Pengawasan uji petik PDPB merupakan bagian integral dari mekanisme pengawasan berkelanjutan yang dilakukan Bawaslu guna menjaga kualitas daftar pemilih sebagai fondasi utama penyelenggaraan pemilu dan pemilihan yang demokratis. Data pemilih yang valid dan mutakhir tidak hanya menjamin terpenuhinya hak konstitusional warga negara, tetapi juga berperan penting dalam meminimalisir potensi permasalahan pada setiap tahapan pemilu, baik sebelum, saat, maupun setelah hari pemungutan suara.

Dalam pelaksanaan pengawasan di Kampung Nambah Dadi dan Kampung Ono Harjo, jajaran Bawaslu Kabupaten Lampung Tengah melakukan uji petik dengan mencocokkan data pemilih hasil penetapan PDPB Triwulan IV dengan kondisi faktual di lapangan. Pengawasan difokuskan pada sejumlah aspek krusial, antara lain keberadaan pemilih yang tercantum dalam daftar, kesesuaian identitas kependudukan, serta status pemilih apakah masih memenuhi syarat atau telah mengalami perubahan status, seperti meninggal dunia, pindah domisili, perubahan status pekerjaan tertentu, maupun pemilih pemula yang telah memenuhi syarat namun belum terakomodasi dalam data pemilih.

Selain itu, pengawasan uji petik ini juga bertujuan untuk mengidentifikasi potensi kerawanan dalam proses pemutakhiran data pemilih, seperti adanya pemilih ganda, pemilih tidak memenuhi syarat yang masih terdaftar, serta pemilih memenuhi syarat yang belum masuk dalam daftar pemilih.
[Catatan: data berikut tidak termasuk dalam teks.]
//! Link-Erstellungs-Zustandsmaschine.
//!
//! Jeder Zustand ist eine Variante von [`LinkingState`], jeder Übergang eine
//! benannte Funktion in [`transitions`], die den Folgezustand zurückgibt.
//! Die Funktionen arbeiten nur auf dem `ChainGraph` und sind damit ohne
//! Rendering-Host testbar.

pub mod bulk;
pub mod transitions;

use crate::core::{LinkId, ModuleId, ParamSide};

pub use bulk::BulkOutcome;

/// Zustand der Link-Erstellung.
#[derive(Debug, Clone, Default, PartialEq, Eq)]
pub enum LinkingState {
    /// Ruhezustand
    #[default]
    NotLinking,
    /// Ein einzelner Link wird von einem Parameter aus gezeichnet
    LinkingParameters { link: LinkId },
    /// Ein Bündel Links wird von allen Parametern einer Modulseite aus gezeichnet
    LinkingModules {
        origin: ModuleId,
        side: ParamSide,
        links: Vec<LinkId>,
    },
    /// Transient: schluckt den Nachläufer eines abbrechenden Doppelklicks
    LinkCancelling,
    /// Ein innerer Kontrollpunkt eines Links wird gezogen
    EditingLinkPoint { link: LinkId, point: usize },
}

impl LinkingState {
    pub fn name(&self) -> &'static str {
        match self {
            LinkingState::NotLinking => "NotLinking",
            LinkingState::LinkingParameters { .. } => "LinkingParameters",
            LinkingState::LinkingModules { .. } => "LinkingModules",
            LinkingState::LinkCancelling => "LinkCancelling",
            LinkingState::EditingLinkPoint { .. } => "EditingLinkPoint",
        }
    }

    /// Gibt `true` zurück, solange offene Links existieren.
    pub fn is_linking(&self) -> bool {
        matches!(
            self,
            LinkingState::LinkingParameters { .. } | LinkingState::LinkingModules { .. }
        )
    }

    /// Alle offenen Links, die dieser Zustand besitzt.
    pub fn open_links(&self) -> Vec<LinkId> {
        match self {
            LinkingState::LinkingParameters { link } => vec![*link],
            LinkingState::LinkingModules { links, .. } => links.clone(),
            _ => Vec::new(),
        }
    }
}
Dengan turun langsung ke lapangan dan melakukan interaksi dengan masyarakat, Bawaslu memperoleh gambaran yang lebih komprehensif mengenai kondisi riil data pemilih di tingkat kampung.

Dalam pelaksanaannya, Bawaslu Kabupaten Lampung Tengah menjalin koordinasi dengan aparatur Kampung Nambah Dadi dan Kampung Ono Harjo, serta melibatkan tokoh masyarakat dan warga setempat. Sinergi ini menjadi bagian penting dalam mendukung keterbukaan informasi dan mendorong partisipasi masyarakat dalam proses pengawasan pemilu. Partisipasi aktif masyarakat diharapkan dapat membantu penyelenggara pemilu dalam menjaga kualitas data pemilih sekaligus memperkuat kepercayaan publik terhadap proses demokrasi.

Hasil dari pengawasan uji petik PDPB ini selanjutnya akan dituangkan dalam laporan pengawasan yang menjadi bahan evaluasi dan dasar penyampaian saran perbaikan atau rekomendasi kepada KPU Kabupaten Lampung Tengah apabila ditemukan ketidaksesuaian atau permasalahan dalam pemutakhiran data pemilih. Langkah ini dilakukan sebagai upaya pencegahan dini guna meminimalisir potensi pelanggaran maupun sengketa kepemiluan di masa mendatang.

Melalui kegiatan pengawasan uji petik PDPB pasca penetapan Triwulan IV ini, Bawaslu Kabupaten Lampung Tengah menegaskan komitmennya untuk terus mengawal setiap tahapan penyelenggaraan pemilu secara profesional, independen, dan berintegritas. Bawaslu berharap, dengan semakin meningkatnya kualitas data pemilih yang akurat dan mutakhir, hak pilih seluruh warga negara di Kabupaten Lampung Tengah dapat terlindungi secara optimal, serta kualitas demokrasi dapat terus diperkuat secara berkelanjutan.